A prime example of the compound or multiple-dwelling estate is the Rockefeller estate on 4,180 acres in the Pocantico Hills of New York State east of Tarrytown. The estate has many buildings, which include homes for each of the family members (the sons), housing for the staff and a $1 million playhouse (this was the price when it was built) that holds bowling alleys, a tennis court, a swimming pool and a squash court.
Currently the Rockefeller estate/compound is bisected by a public road that lets visitors view dense forests and open fenced fields on either side of the road for many miles. The road is Route 117, which connects North Tarry town with Pleasantville, New York. Years ago the entire estate was open to the public now only part is open for hiking, horseback riding and hunting. The Rockefellers still live on the estate and the family homes are remote from the outside world. Almost like a military base with top secrets within. Security is tight and maintained by high stone walls, massive iron gates, police dogs, and miles of barbed wire fences.
The interiors of most of these houses are more spectacular than the exteriors. The exteriors are mostly impressive because of their size. Unlike the poor, the rich believed in investing. The poor believed in saving money in the banks in addition, not investing money in homeowner ship. The rich would invest in art they would decorate their homes with the most wonderful and controvercial works of art. Knowing that someday the artist would be famous and the work of art would provide a profit which far out weighted the amount of money paid for the work.
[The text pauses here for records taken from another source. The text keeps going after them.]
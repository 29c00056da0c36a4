#![allow(dead_code)]

use async_trait::async_trait;
use serde_json::Value;
use sqlpilot_lib::ai::{CompletionBackend, CompletionRequest};
use sqlpilot_lib::db::{ColumnDef, ConnectionConfig, Connector, DbSession, RawResult};
use sqlpilot_lib::{AssistantError, Result, VendorError};
use std::collections::{HashMap, VecDeque};
use std::sync::atomic::{AtomicUsize, Ordering};
use std::sync::{Arc, Mutex};

pub const PASSWORD: &str = "pw";

#[derive(Default)]
struct Inner {
    responses: Mutex<HashMap<String, RawResult>>,
    executed: Mutex<Vec<String>>,
    connects: AtomicUsize,
    closes: AtomicUsize,
    in_flight: AtomicUsize,
    max_in_flight: AtomicUsize,
}

/// In-process database answering statements from a table of canned results.
#[derive(Clone, Default)]
pub struct FakeDatabase {
    inner: Arc<Inner>,
}

impl FakeDatabase {
    pub fn new() -> Self {
        Self::default()
    }

    pub fn respond(&self, sql: &str, result: RawResult) {
        self.inner
            .responses
            .lock()
            .unwrap()
            .insert(sql.to_string(), result);
    }

    pub fn executed(&self) -> Vec<String> {
        self.inner.executed.lock().unwrap().clone()
    }

    pub fn connects(&self) -> usize {
        self.inner.connects.load(Ordering::SeqCst)
    }

    pub fn closes(&self) -> usize {
        self.inner.closes.load(Ordering::SeqCst)
    }

    /// Most statements ever running at the same time on this database.
    pub fn max_in_flight(&self) -> usize {
        self.inner.max_in_flight.load(Ordering::SeqCst)
    }
}

#[async_trait]
impl Connector for FakeDatabase {
    async fn connect(&self, config: &ConnectionConfig) -> Result<Box<dyn DbSession>> {
        self.inner.connects.fetch_add(1, Ordering::SeqCst);
        if config.password != PASSWORD {
            return Err(AssistantError::Authentication(VendorError::new(
                "28P01",
                format!("password authentication failed for user \"{}\"", config.user),
            )));
        }
        Ok(Box::new(FakeSession {
            inner: Arc::clone(&self.inner),
            open: true,
        }))
    }
}

struct FakeSession {
    inner: Arc<Inner>,
    open: bool,
}

#[async_trait]
impl DbSession for FakeSession {
    async fn run(&mut self, sql: &str) -> Result<RawResult> {
        assert!(self.open, "statement sent on a closed session");
        let running = self.inner.in_flight.fetch_add(1, Ordering::SeqCst) + 1;
        self.inner.max_in_flight.fetch_max(running, Ordering::SeqCst);
        // Let other tasks run while this statement is "on the wire".
        tokio::task::yield_now().await;
        self.inner.in_flight.fetch_sub(1, Ordering::SeqCst);

        self.inner.executed.lock().unwrap().push(sql.to_string());
        let found = self.inner.responses.lock().unwrap().get(sql).cloned();
        found.ok_or_else(|| {
            AssistantError::Execution(VendorError::new(
                "42P01",
                format!("relation does not exist for statement: {}", sql),
            ))
        })
    }

    async fn close(&mut self) {
        if self.open {
            self.open = false;
            self.inner.closes.fetch_add(1, Ordering::SeqCst);
        }
    }
}

pub fn table(columns: &[&str], rows: Vec<Vec<Value>>) -> RawResult {
    RawResult {
        columns: Some(columns.iter().map(|c| ColumnDef::new(*c, "text")).collect()),
        rows,
    }
}

/// Completion backend that replays canned replies in order.
#[derive(Default)]
pub struct ScriptedBackend {
    replies: Mutex<VecDeque<std::result::Result<String, String>>>,
    requests: Mutex<Vec<CompletionRequest>>,
}

impl ScriptedBackend {
    pub fn new() -> Arc<Self> {
        Arc::new(Self::default())
    }

    pub fn reply(&self, text: &str) -> &Self {
        self.replies.lock().unwrap().push_back(Ok(text.to_string()));
        self
    }

    pub fn fail(&self, message: &str) -> &Self {
        self.replies
            .lock()
            .unwrap()
            .push_back(Err(message.to_string()));
        self
    }

    pub fn requests(&self) -> Vec<CompletionRequest> {
        self.requests.lock().unwrap().clone()
    }
}

#[async_trait]
impl CompletionBackend for ScriptedBackend {
    async fn complete(&self, request: &CompletionRequest) -> Result<String> {
        self.requests.lock().unwrap().push(request.clone());
        let next = self.replies.lock().unwrap().pop_front();
        match next {
            Some(Ok(text)) => Ok(text),
            Some(Err(message)) => Err(AssistantError::Backend(message)),
            None => Err(AssistantError::Backend("no scripted reply left".into())),
        }
    }
}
The period between the 1920 - 1925 was known as the Flapper age which seems to be equable to the 1980's and 1990's. During the early 1920's the Hudson Valley rich and even the Harlem rich where enjoying their prosperity which they gained thought the Stock Market. Money was in abundance and the people spent freely and did not want to share with the poor. It gave them a sense of power over the common man. And if also desensitized the children of the Robber Boron's who worked so hard at making their fortunes and their off spring where spending the money and not realizing any gains. This is the time when American (rich) society wanted to be equated to the Europe's old nobility. This is also the time that what is known as the JET SET was started. In the spring of each year the Hudson Valley and Harlem rich would leave the city and retreat to their lavish estates. Their attitudes where if you where not part of the right family you where not worth their time. Their lives consisted of attending the right parties and marrying into the right families.
With the crash of the Stock Market in the late 1920's the Flapper Era came to an end. This is the time when the U.S. government started to make the rich accountable for their fortunes and share their wealth with the rest of the nation.